The outcome measures portray the objectives of the project that have been achieved. Various techniques can be utilized during this process. First, the extent to which the project’s objectives have been attained can be assessed by comparing the level of a particular outcome measure before and after the project’s implementation. For instance, the achievement of the set objective in this project (reduction of the hemoglobin A1c (HA1c) levels by 10% over three months among the rural Americans) can be evaluated based on several individuals with high HA1c before the implementation of the project and those with this level after the project was adopted.
Additionally, the extent to which the project’s objectives have been attained can be based on the positive or negative outcome measures associated with the project’s implementation.

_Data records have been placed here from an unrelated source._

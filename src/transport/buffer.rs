//! In-memory transports: a growable byte buffer and a buffering wrapper.

use async_trait::async_trait;

use crate::error::{TransportError, TransportErrorKind};
use crate::transport::{Transport, TransportFactory};

/// A transport backed entirely by memory.
///
/// Writes append to the buffer; reads consume it from the front. Used by
/// codec tests and anywhere a byte sequence needs to masquerade as a peer.
#[derive(Debug, Default)]
pub struct MemoryTransport {
    buf: Vec<u8>,
    pos: usize,
}

impl MemoryTransport {
    pub fn new() -> Self {
        Self::default()
    }

    /// A transport whose readable content is `bytes`.
    pub fn from_bytes(bytes: impl Into<Vec<u8>>) -> Self {
        Self {
            buf: bytes.into(),
            pos: 0,
        }
    }

    /// Everything written (and not yet consumed by reads).
    pub fn bytes(&self) -> &[u8] {
        &self.buf[self.pos..]
    }
}

#[async_trait]
impl Transport for MemoryTransport {
    async fn open(&mut self) -> Result<(), TransportError> {
        Ok(())
    }

    async fn close(&mut self) -> Result<(), TransportError> {
        Ok(())
    }

    async fn read(&mut self, buf: &mut [u8]) -> Result<usize, TransportError> {
        if self.pos >= self.buf.len() {
            return Err(TransportError::new(
                TransportErrorKind::EndOfFile,
                "no more data available",
            ));
        }
        let n = buf.len().min(self.buf.len() - self.pos);
        buf[..n].copy_from_slice(&self.buf[self.pos..self.pos + n]);
        self.pos += n;
        Ok(n)
    }

    async fn write(&mut self, buf: &[u8]) -> Result<(), TransportError> {
        self.buf.extend_from_slice(buf);
        Ok(())
    }

    async fn flush(&mut self) -> Result<(), TransportError> {
        Ok(())
    }

    async fn peek(&mut self) -> Result<bool, TransportError> {
        Ok(self.pos < self.buf.len())
    }

    fn is_open(&self) -> bool {
        true
    }
}

const DEFAULT_BUFFER_CAPACITY: usize = 4096;

/// Read-ahead and write coalescing over any inner transport.
///
/// Reads pull `capacity`-sized chunks from the inner transport; writes stage
/// in memory and reach the inner transport when the staging buffer fills or
/// on `flush`.
pub struct BufferedTransport {
    inner: Box<dyn Transport>,
    rbuf: Vec<u8>,
    rpos: usize,
    wbuf: Vec<u8>,
    capacity: usize,
}

impl BufferedTransport {
    pub fn new(inner: Box<dyn Transport>) -> Self {
        Self::with_capacity(inner, DEFAULT_BUFFER_CAPACITY)
    }

    pub fn with_capacity(inner: Box<dyn Transport>, capacity: usize) -> Self {
        Self {
            inner,
            rbuf: Vec::new(),
            rpos: 0,
            wbuf: Vec::with_capacity(capacity),
            capacity: capacity.max(1),
        }
    }

    /// Refill the read buffer. `Ok(false)` means end of stream.
    async fn fill(&mut self) -> Result<bool, TransportError> {
        self.rbuf.resize(self.capacity, 0);
        self.rpos = 0;
        match self.inner.read(&mut self.rbuf).await {
            Ok(n) => {
                self.rbuf.truncate(n);
                Ok(n > 0)
            }
            Err(e) if e.kind() == TransportErrorKind::EndOfFile => {
                self.rbuf.clear();
                Ok(false)
            }
            Err(e) => {
                self.rbuf.clear();
                Err(e)
            }
        }
    }

    fn buffered(&self) -> usize {
        self.rbuf.len() - self.rpos
    }
}

#[async_trait]
impl Transport for BufferedTransport {
    async fn open(&mut self) -> Result<(), TransportError> {
        self.inner.open().await
    }

    async fn close(&mut self) -> Result<(), TransportError> {
        self.inner.close().await
    }

    async fn read(&mut self, buf: &mut [u8]) -> Result<usize, TransportError> {
        if self.buffered() == 0 && !self.fill().await? {
            return Err(TransportError::new(
                TransportErrorKind::EndOfFile,
                "no more data available",
            ));
        }
        let n = buf.len().min(self.buffered());
        buf[..n].copy_from_slice(&self.rbuf[self.rpos..self.rpos + n]);
        self.rpos += n;
        Ok(n)
    }

    async fn write(&mut self, buf: &[u8]) -> Result<(), TransportError> {
        self.wbuf.extend_from_slice(buf);
        if self.wbuf.len() >= self.capacity {
            let staged = std::mem::take(&mut self.wbuf);
            self.inner.write(&staged).await?;
        }
        Ok(())
    }

    async fn flush(&mut self) -> Result<(), TransportError> {
        if !self.wbuf.is_empty() {
            let staged = std::mem::take(&mut self.wbuf);
            self.inner.write(&staged).await?;
        }
        self.inner.flush().await
    }

    async fn peek(&mut self) -> Result<bool, TransportError> {
        if self.buffered() > 0 {
            return Ok(true);
        }
        self.fill().await
    }

    fn is_open(&self) -> bool {
        self.inner.is_open()
    }
}

/// The default server-side transport factory.
pub struct BufferedTransportFactory {
    capacity: usize,
}

impl BufferedTransportFactory {
    pub fn new() -> Self {
        Self {
            capacity: DEFAULT_BUFFER_CAPACITY,
        }
    }

    pub fn with_capacity(capacity: usize) -> Self {
        Self { capacity }
    }
}

impl Default for BufferedTransportFactory {
    fn default() -> Self {
        Self::new()
    }
}

impl TransportFactory for BufferedTransportFactory {
    fn create(&self, inner: Box<dyn Transport>) -> Box<dyn Transport> {
        Box::new(BufferedTransport::with_capacity(inner, self.capacity))
    }
}

#[cfg(test)]
mod tests {
    use super::*;

    #[tokio::test]
    async fn memory_transport_round_trip() {
        let mut t = MemoryTransport::new();
        t.write(b"hello ").await.unwrap();
        t.write(b"world").await.unwrap();

        let mut buf = [0u8; 11];
        t.read_exact(&mut buf).await.unwrap();
        assert_eq!(&buf, b"hello world");

        let err = t.read(&mut buf).await.unwrap_err();
        assert_eq!(err.kind(), TransportErrorKind::EndOfFile);
    }

    #[tokio::test]
    async fn writes_stay_buffered_until_flush() {
        let mut buffered = BufferedTransport::new(Box::new(MemoryTransport::new()));
        buffered.write(b"staged").await.unwrap();

        // Nothing reaches the inner transport before flush.
        assert!(!buffered.inner.peek().await.unwrap());

        buffered.flush().await.unwrap();
        assert!(buffered.inner.peek().await.unwrap());
    }

    #[tokio::test]
    async fn peek_reports_eof_without_error() {
        let mut buffered = BufferedTransport::new(Box::new(MemoryTransport::from_bytes(b"x")));
        assert!(buffered.peek().await.unwrap());

        let mut one = [0u8; 1];
        buffered.read_exact(&mut one).await.unwrap();
        assert!(!buffered.peek().await.unwrap());
    }
}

For example, readmissions cases among individuals diagnosed with HA1c can be used to evaluate the set objectives’ achievement. The decline in these cases indicates that the objectives have been achieved while an increase indicates that they have not been attained.
The Techniques of Measuring and Evaluating the Outcomes based on the Evidence
Evidence will be used as the basis for evaluating and measuring the outcomes of the project. First, the effectiveness of the outcomes of the project will be based on their validity. The outcomes will be considered valid if they correspond accurately to the set guidelines of the healthcare sector (Renda et al., 2015). Based on reliability, the outcomes of the project will be considered effective if they are consistent. That is, similar results are obtained if the project is repeated over and over again. Finally, the applicability of the outcomes defines their accuracy and efficacy. Outcomes are considered effective if they assist in solving a particular issue in the healthcare sector. In this case, the applicability of the outcomes will be based on their ability to reduce the hemoglobin A1c (HA1c) levels by 10% over three months among the rural Americans.
Measures to adopt in case the Outcomes fails to give Positive Results.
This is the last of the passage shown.